I guess justice varies from court to court, and from state to state, but most conscientious judges want to see justice done, and will do everything in their power to see that a fool gets justice, whether he deserves it or not. No judge wants to see his/her judgement reviewed by the Supreme Court, so they will do everything they can to err on the side of caution.  There's no telling but that the next defendant who complains to the Supreme Court that he shouldn't have been allowed to represent himself might not be more successful than the defendants in the cases you cited.  

The prosecution wants you to represent yourself.  They're not going to do a thing to prove you're incompetent to represent yourself--they relish having an opponent that doesn't know the game.

The trial of a case is analogous to a chess game.  Can you imagine a judge allowing a game between a chess master and a person who doesn't know the game--or even a wood-pusher? The judge  wants a fair game; the State just wants to win. You may have the right to curse the judge and demand that he allow you to play the game your way--however poorly--but if the judge is a good judge, he's going to brow-beat you into accepting advice from a player that knows the rules of the game and can get the best results based on the situation at hand.  At the least the judge can tell himself he did everything he could to see that justice was done.

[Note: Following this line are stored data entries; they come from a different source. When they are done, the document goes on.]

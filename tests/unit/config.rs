use super::*;

#[test]
fn empty_object_gives_defaults() {
    let cfg = ShowcaseConfig::from_json_str("{}").unwrap();
    assert_eq!(cfg, ShowcaseConfig::default());
    assert_eq!(cfg.transition(), Duration::from_millis(750));
    assert_eq!(cfg.period(), Duration::from_secs(3));
    assert_eq!(cfg.curve, Ease::FastOutSlowIn);
}

#[test]
fn margin_accepts_number_or_sides() {
    let cfg = ShowcaseConfig::from_json_str(r#"{"margin": 8}"#).unwrap();
    assert_eq!(cfg.margin, EdgeInsets::all(8.0));

    let cfg = ShowcaseConfig::from_json_str(r#"{"margin": {"left": 2, "bottom": 3}}"#).unwrap();
    assert_eq!(cfg.margin.left, 2.0);
    assert_eq!(cfg.margin.top, 0.0);
    assert_eq!(cfg.margin.bottom, 3.0);
}

#[test]
fn negative_margin_and_zero_period_are_invalid() {
    let err = ShowcaseConfig::from_json_str(r#"{"margin": -1}"#).unwrap_err();
    assert!(matches!(err, LogoError::Validation(_)));
    let err = ShowcaseConfig::from_json_str(r#"{"period_ms": 0}"#).unwrap_err();
    assert!(matches!(err, LogoError::Validation(_)));
}

#[test]
fn unknown_fields_are_serde_errors() {
    let err = ShowcaseConfig::from_json_str(r##"{"colour": "#ffffff"}"##).unwrap_err();
    assert!(matches!(err, LogoError::Serde(_)));
}

#[test]
fn view_config_carries_fields() {
    let cfg = ShowcaseConfig {
        initial_style: LogoStyle::Stacked,
        transition_ms: 100,
        ..ShowcaseConfig::default()
    };
    let view = cfg.view_config(None);
    assert_eq!(view.style, LogoStyle::Stacked);
    assert_eq!(view.duration, Duration::from_millis(100));
    assert_eq!(view.color, DEFAULT_COLOR);
    assert_eq!(view.size, None);
}

#[test]
fn missing_font_file_is_a_text_error() {
    let cfg = ShowcaseConfig {
        font: Some(PathBuf::from("/definitely/not/here.ttf")),
        ..ShowcaseConfig::default()
    };
    assert!(matches!(cfg.load_font(), Err(LogoError::Text(_))));
    assert!(ShowcaseConfig::default().load_font().unwrap().is_none());
}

Whew! Thanks for the feedback. See ya later.

Depends on the state. In some states, including California, if a private attorney does not want to take a case on an appointed basis he does not have to, regardless of how often he practices criminal law in any particular court.

As for representing your self, if you are compentent in a psychological way, you have an absolute right to do so, regardless of your level of education or legal knowledge. Old case. Faretta v. California, U.S. Supreme Court. The most current case is if you are mentally deficient, even though you may be compentent enough to stand trial, the court can deny you the right to represent yourself.

I like to pay for my own legal guys. If a lawyer takes your case they have to "help" you. You can represent yourself if you have the skills. I don't know about pricing.

normalbean6330 reads

I like to pay for my own surgery guys.  If a surgion takes your case they have to "help" you.  You can perform self-surgery if you have the skills.  It sure is cheaper.